Doctor Diesel

Lighting the road, and lightening the wallet!

Audi Matrix LED headlightsI wonder if you can give me an opinion of the quality and value of LED headlights, which in my case are an option effectively costing a rather painful £1,050 or £1,750 (for the superior Matrix LED system) more than the standard HID xenon lights on the new Audi A4 that I am considering for my next car. Can these LED headlights really be worth that sort of money more than the standard xenon headlights, and is the extra £700 worth paying? Whilst I’ve been happy enough with HID xenons in the past, I do seem to have received significant negative feedback from other road users over the years. Are LED headlights likely to be any better with regard to this? 

T.M. 

The value of these high-tech headlights is not for me to judge, since I neither know the depth of your pocket Sir, and what you value in life, nor whether perhaps it is your employer or your business that is possibly going to fork out the money for this technology. I can give you an opinion based on my own experiences of the “ordinary” LED headlights offered with some Audi models, and that is a very high one indeed. The pure whiteness of the illumination is quite stunning – much purer and more like daylight than halogen or xenon headlights – and the range and beam control seemed most excellent to me. I did, however, at times find the associated high beam assistance occasionally flawed and therefore a little irritating.

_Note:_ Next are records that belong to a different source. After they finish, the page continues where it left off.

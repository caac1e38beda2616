//! Pre-categorization transaction rewriting (split, replace) and
//! post-categorization hide filtering.

use std::collections::HashSet;

use models::{Action, Transaction};
use serde_json::Value;

use crate::error::{ConfigError, Result, UnsupportedFeature};
use crate::matcher;

/// Apply split and replace actions to the working set.
///
/// Matched transactions are removed; every template in the action's
/// `into`/`with` list yields one replacement per match, cloned from
/// the original with the template's fields overlaid. Replacement
/// amounts are never reconciled against the original. The set is
/// re-sorted by date once all actions have run.
pub fn apply_pre_actions(mut txns: Vec<Transaction>, actions: &[Action]) -> Result<Vec<Transaction>> {
    for action in actions {
        let templates = match action.kind.as_str() {
            "split" => action.into.as_deref().ok_or(ConfigError::MissingReplacements {
                kind: "split",
                list: "into",
            })?,
            "replace" => action.with.as_deref().ok_or(ConfigError::MissingReplacements {
                kind: "replace",
                list: "with",
            })?,
            _ => continue,
        };

        let mut kept = Vec::with_capacity(txns.len());
        let mut replacements = Vec::new();
        for txn in txns {
            if matcher::rule_set_matches(&txn, &action.includes, &action.excludes)? {
                for template in templates {
                    replacements.push(build_replacement(&txn, template)?);
                }
            } else {
                kept.push(txn);
            }
        }
        kept.append(&mut replacements);
        txns = kept;
    }

    sort_by_date(&mut txns);
    Ok(txns)
}

/// Clone the matched original and overlay the template's fields. The
/// template must carry an exact numeric `amount`; percentage strings
/// and leftover-balancing are deliberately unsupported.
fn build_replacement(original: &Transaction, template: &Transaction) -> Result<Transaction> {
    match template.get("amount") {
        Some(Value::Number(_)) => {}
        Some(Value::String(s)) if s.trim_end().ends_with('%') => {
            return Err(UnsupportedFeature::PercentageAmount.into());
        }
        Some(other) => {
            return Err(ConfigError::InvalidReplacementAmount(other.to_string()).into());
        }
        None => return Err(UnsupportedFeature::MissingReplacementAmount.into()),
    }

    let mut replacement = original.clone();
    for (field, value) in template {
        replacement.insert(field.clone(), value.clone());
    }
    Ok(replacement)
}

/// Stable ascending sort by the `date` field. Transactions with a
/// missing or non-string date sort to the end, preserving their
/// relative order.
pub fn sort_by_date(txns: &mut [Transaction]) {
    txns.sort_by(|a, b| {
        let da = a.get("date").and_then(Value::as_str);
        let db = b.get("date").and_then(Value::as_str);
        match (da, db) {
            (Some(left), Some(right)) => left.cmp(right),
            (Some(_), None) => std::cmp::Ordering::Less,
            (None, Some(_)) => std::cmp::Ordering::Greater,
            (None, None) => std::cmp::Ordering::Equal,
        }
    });
}

/// Drop every transaction selected by a hide action, preserving the
/// relative order of survivors.
///
/// A hide action selects the union of transactions whose assigned
/// `category` appears in its `categories` list and transactions
/// matching its include/exclude rules. Both selections are evaluated
/// against the categorized set.
pub fn apply_hide_actions(txns: Vec<Transaction>, actions: &[Action]) -> Result<Vec<Transaction>> {
    let mut hidden: HashSet<usize> = HashSet::new();
    for action in actions {
        if action.kind != "hide" {
            continue;
        }
        for (idx, txn) in txns.iter().enumerate() {
            let by_category = txn
                .get("category")
                .and_then(Value::as_str)
                .is_some_and(|assigned| action.categories.iter().any(|name| name == assigned));
            if by_category || matcher::rule_set_matches(txn, &action.includes, &action.excludes)? {
                hidden.insert(idx);
            }
        }
    }

    Ok(txns
        .into_iter()
        .enumerate()
        .filter(|(idx, _)| !hidden.contains(idx))
        .map(|(_, txn)| txn)
        .collect())
}
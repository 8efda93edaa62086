//! UserRepository trait definition.
//!
//! Provides user creation, lookup by username, and login bookkeeping.

use chrono::{DateTime, Utc};
use parley_types::error::RepositoryError;
use parley_types::identity::{User, UserId};

/// Repository trait for user persistence.
///
/// Implementations live in parley-infra (e.g., `SqliteUserRepository`).
/// Uses native async fn in traits (RPITIT, Rust 2024 edition).
pub trait UserRepository: Send + Sync {
    /// Create a new user.
    ///
    /// Returns `RepositoryError::Conflict` when the username is already taken.
    fn create_user(
        &self,
        user: &User,
    ) -> impl std::future::Future<Output = Result<User, RepositoryError>> + Send;

    /// Find a user by exact username.
    fn find_by_username(
        &self,
        username: &str,
    ) -> impl std::future::Future<Output = Result<Option<User>, RepositoryError>> + Send;

    /// Record a successful login.
    fn update_last_login(
        &self,
        user_id: &UserId,
        at: DateTime<Utc>,
    ) -> impl std::future::Future<Output = Result<(), RepositoryError>> + Send;
}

The LED Matrix headlights also optionally offered by Audi (regarding which I have only read reports, and not personally tested) are however even more advanced, with effectively permanent “high beam” illumination of up to 25 individual LEDs in clusters of five on each side. They employ lightning-quick detection, selection, and illumination or dimming of the single light sources in response to what appears in the road ahead, as seen by sensors and the vital on-board camera – vehicle light sources and also pedestrians within a critical range. So they light all the dark areas around vehicles in front, but blind nobody, on wheels or on foot, and require no action on the part of the driver for their very high illuminating efficiency and intelligent beam control.

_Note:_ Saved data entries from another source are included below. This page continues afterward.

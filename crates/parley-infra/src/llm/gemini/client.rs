//! GeminiGateway -- concrete [`CompletionGateway`] for Google Gemini.
//!
//! Sends one `generateContent` request per call with fixed generation
//! settings and returns the first candidate's first text part. No retries.
//!
//! The API key is wrapped in [`secrecy::SecretString`] and is only exposed
//! when building the request header.

use std::time::Duration;

use secrecy::{ExposeSecret, SecretString};

use parley_core::llm::gateway::{
    COMPLETION_MAX_OUTPUT_TOKENS, COMPLETION_TEMPERATURE, CompletionGateway,
};
use parley_types::error::GatewayError;

use super::types::{GenerateContentRequest, GenerateContentResponse};

/// Public Gemini REST endpoint.
pub const DEFAULT_BASE_URL: &str = "https://generativelanguage.googleapis.com";

/// Model used when none is configured.
pub const DEFAULT_MODEL: &str = "gemini-1.5-flash";

/// Request timeout used when none is configured.
pub const DEFAULT_TIMEOUT: Duration = Duration::from_secs(30);

/// Longest provider error body kept in a `GatewayError::Status`, in chars.
const MAX_ERROR_BODY_CHARS: usize = 512;

const MIN_TIMEOUT: Duration = Duration::from_secs(1);
const MAX_TIMEOUT: Duration = Duration::from_secs(300);

/// Clamp a configured timeout into the supported 1..=300 second range.
pub fn clamp_timeout(timeout: Duration) -> Duration {
    timeout.clamp(MIN_TIMEOUT, MAX_TIMEOUT)
}

/// Google Gemini completion gateway.
///
/// Does not derive Debug: the struct holds the API key.
pub struct GeminiGateway {
    client: reqwest::Client,
    api_key: SecretString,
    base_url: String,
    model: String,
}

impl GeminiGateway {
    /// Create a gateway for `model` with the given request timeout
    /// (clamped to 1..=300 seconds).
    pub fn new(
        api_key: SecretString,
        model: String,
        timeout: Duration,
    ) -> Result<Self, GatewayError> {
        let client = reqwest::Client::builder()
            .timeout(clamp_timeout(timeout))
            .build()
            .map_err(|e| GatewayError::Transport(format!("failed to build HTTP client: {e}")))?;

        Ok(Self {
            client,
            api_key,
            base_url: DEFAULT_BASE_URL.to_string(),
            model,
        })
    }

    /// Override the base URL (useful for testing or proxies).
    pub fn with_base_url(mut self, base_url: String) -> Self {
        self.base_url = base_url.trim_end_matches('/').to_string();
        self
    }

    fn url(&self) -> String {
        format!(
            "{}/v1beta/models/{}:generateContent",
            self.base_url, self.model
        )
    }
}

fn transport_error(e: reqwest::Error) -> GatewayError {
    if e.is_timeout() {
        GatewayError::Timeout
    } else {
        GatewayError::Transport(e.to_string())
    }
}

fn truncate_body(mut body: String) -> String {
    if let Some((cut, _)) = body.char_indices().nth(MAX_ERROR_BODY_CHARS) {
        body.truncate(cut);
        body.push_str("...");
    }
    body
}

impl CompletionGateway for GeminiGateway {
    fn name(&self) -> &str {
        "gemini"
    }

    async fn complete(&self, prompt: &str) -> Result<String, GatewayError> {
        let body = GenerateContentRequest::single_turn(
            prompt,
            COMPLETION_TEMPERATURE,
            COMPLETION_MAX_OUTPUT_TOKENS,
        );

        let response = self
            .client
            .post(self.url())
            .header("x-goog-api-key", self.api_key.expose_secret())
            .json(&body)
            .send()
            .await
            .map_err(transport_error)?;

        let status = response.status();
        if !status.is_success() {
            let body = response.text().await.unwrap_or_default();
            return Err(GatewayError::Status {
                status: status.as_u16(),
                body: truncate_body(body),
            });
        }

        let bytes = response.bytes().await.map_err(transport_error)?;
        let parsed: GenerateContentResponse = serde_json::from_slice(&bytes)
            .map_err(|e| GatewayError::MalformedResponse(format!("invalid JSON: {e}")))?;

        parsed
            .first_text()
            .map(str::to_string)
            .ok_or_else(|| GatewayError::MalformedResponse("no candidate text".to_string()))
    }
}
//! TokenIssuer trait for signed, time-limited bearer tokens.
//!
//! Tokens are self-contained: verification needs only the signing secret,
//! never a server-side session store.

use parley_types::error::AuthError;
use parley_types::identity::{Claims, User};

/// Issues and verifies bearer tokens carrying `{id, username}`.
pub trait TokenIssuer: Send + Sync {
    /// Sign a fresh token for `user`, valid for the issuer's configured lifetime.
    fn issue(&self, user: &User) -> Result<String, AuthError>;

    /// Verify signature and expiry, returning the embedded claims.
    ///
    /// Fails with `AuthError::InvalidToken` on malformed, mis-signed, or
    /// expired tokens.
    fn verify(&self, token: &str) -> Result<Claims, AuthError>;
}
//! HMAC-SHA256 signed bearer tokens.
//!
//! Tokens use the compact JWS layout `header.claims.signature`, each segment
//! base64url without padding. The header is fixed to `{"alg":"HS256","typ":"JWT"}`;
//! the signature is HMAC-SHA256 over `header.claims` and is checked in
//! constant time via the hmac crate's `verify_slice`.

use argon2::password_hash::rand_core::{OsRng, RngCore};
use base64::Engine;
use base64::engine::general_purpose::URL_SAFE_NO_PAD;
use chrono::Utc;
use hmac::{Hmac, Mac};
use secrecy::{ExposeSecret, SecretString};
use serde::Deserialize;
use sha2::Sha256;

use parley_core::identity::token::TokenIssuer;
use parley_types::error::AuthError;
use parley_types::identity::{Claims, User};

type HmacSha256 = Hmac<Sha256>;

/// Default token lifetime: one day.
pub const DEFAULT_TOKEN_TTL_SECS: i64 = 24 * 60 * 60;

const HEADER_JSON: &str = r#"{"alg":"HS256","typ":"JWT"}"#;

#[derive(Deserialize)]
struct Header {
    alg: String,
}

/// Issues and verifies HS256 bearer tokens with a shared secret.
pub struct HmacTokenIssuer {
    secret: SecretString,
    ttl_secs: i64,
}

impl HmacTokenIssuer {
    /// Create an issuer with the default one-day lifetime.
    pub fn new(secret: SecretString) -> Self {
        Self {
            secret,
            ttl_secs: DEFAULT_TOKEN_TTL_SECS,
        }
    }

    /// Override the token lifetime in seconds.
    pub fn with_ttl(mut self, ttl_secs: i64) -> Self {
        self.ttl_secs = ttl_secs;
        self
    }

    fn mac(&self) -> Result<HmacSha256, AuthError> {
        HmacSha256::new_from_slice(self.secret.expose_secret().as_bytes())
            .map_err(|e| AuthError::Signing(e.to_string()))
    }

    fn issue_at(&self, user: &User, now: i64) -> Result<String, AuthError> {
        let claims = Claims {
            id: user.id,
            username: user.username.clone(),
            iat: now,
            exp: now + self.ttl_secs,
        };
        let claims_json =
            serde_json::to_vec(&claims).map_err(|e| AuthError::Signing(e.to_string()))?;

        let signing_input = format!(
            "{}.{}",
            URL_SAFE_NO_PAD.encode(HEADER_JSON),
            URL_SAFE_NO_PAD.encode(claims_json)
        );

        let mut mac = self.mac()?;
        mac.update(signing_input.as_bytes());
        let signature = URL_SAFE_NO_PAD.encode(mac.finalize().into_bytes());

        Ok(format!("{signing_input}.{signature}"))
    }

    fn verify_at(&self, token: &str, now: i64) -> Result<Claims, AuthError> {
        let invalid = |reason: &str| AuthError::InvalidToken(reason.to_string());

        let mut segments = token.split('.');
        let (Some(header_seg), Some(claims_seg), Some(signature_seg), None) = (
            segments.next(),
            segments.next(),
            segments.next(),
            segments.next(),
        ) else {
            return Err(invalid("expected three segments"));
        };

        let header_bytes = URL_SAFE_NO_PAD
            .decode(header_seg)
            .map_err(|_| invalid("header is not base64url"))?;
        let header: Header =
            serde_json::from_slice(&header_bytes).map_err(|_| invalid("header is not JSON"))?;
        if header.alg != "HS256" {
            return Err(invalid("unsupported algorithm"));
        }

        let signature = URL_SAFE_NO_PAD
            .decode(signature_seg)
            .map_err(|_| invalid("signature is not base64url"))?;
        let mut mac = self.mac()?;
        mac.update(header_seg.as_bytes());
        mac.update(b".");
        mac.update(claims_seg.as_bytes());
        mac.verify_slice(&signature)
            .map_err(|_| invalid("signature mismatch"))?;

        let claims_bytes = URL_SAFE_NO_PAD
            .decode(claims_seg)
            .map_err(|_| invalid("claims are not base64url"))?;
        let claims: Claims =
            serde_json::from_slice(&claims_bytes).map_err(|_| invalid("claims are not JSON"))?;

        if claims.exp <= now {
            return Err(invalid("expired"));
        }

        Ok(claims)
    }
}

impl TokenIssuer for HmacTokenIssuer {
    fn issue(&self, user: &User) -> Result<String, AuthError> {
        self.issue_at(user, Utc::now().timestamp())
    }

    fn verify(&self, token: &str) -> Result<Claims, AuthError> {
        self.verify_at(token, Utc::now().timestamp())
    }
}

/// Generate a fresh 32-byte signing secret, hex encoded.
pub fn generate_secret() -> String {
    let mut bytes = [0u8; 32];
    OsRng.fill_bytes(&mut bytes);
    bytes.iter().map(|b| format!("{b:02x}")).collect()
}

I should also mention that the life of the light units is rated the same as that of the car, so the costs and inconvenience of replacing bulbs is effectively eliminated. Whether that will convince a gendarme when you’re stopped in France and found not to be carrying spare bulbs, I cannot say though! For my money, or perhaps I should say for yours TM, if I had £1,050 to spend on the standard LED lighting (although it’s standard with S line trim) then I would probably dig that £700 deeper and go for the Matrix LED headlights, if I did a lot of night driving, and had been bothered by other drivers flashing in annoyance with my HID lights. What’s the price of your life, or that of a wandering pedestrian? But “early adoption” of such technology generally comes at a high price, as here, and I certainly look forward to the time when all, or most, cars are offered with this stunning equipment, for night driving will never be quite the same (challenge) ever again. Thanks for an opportunity to “highlight” this new technology.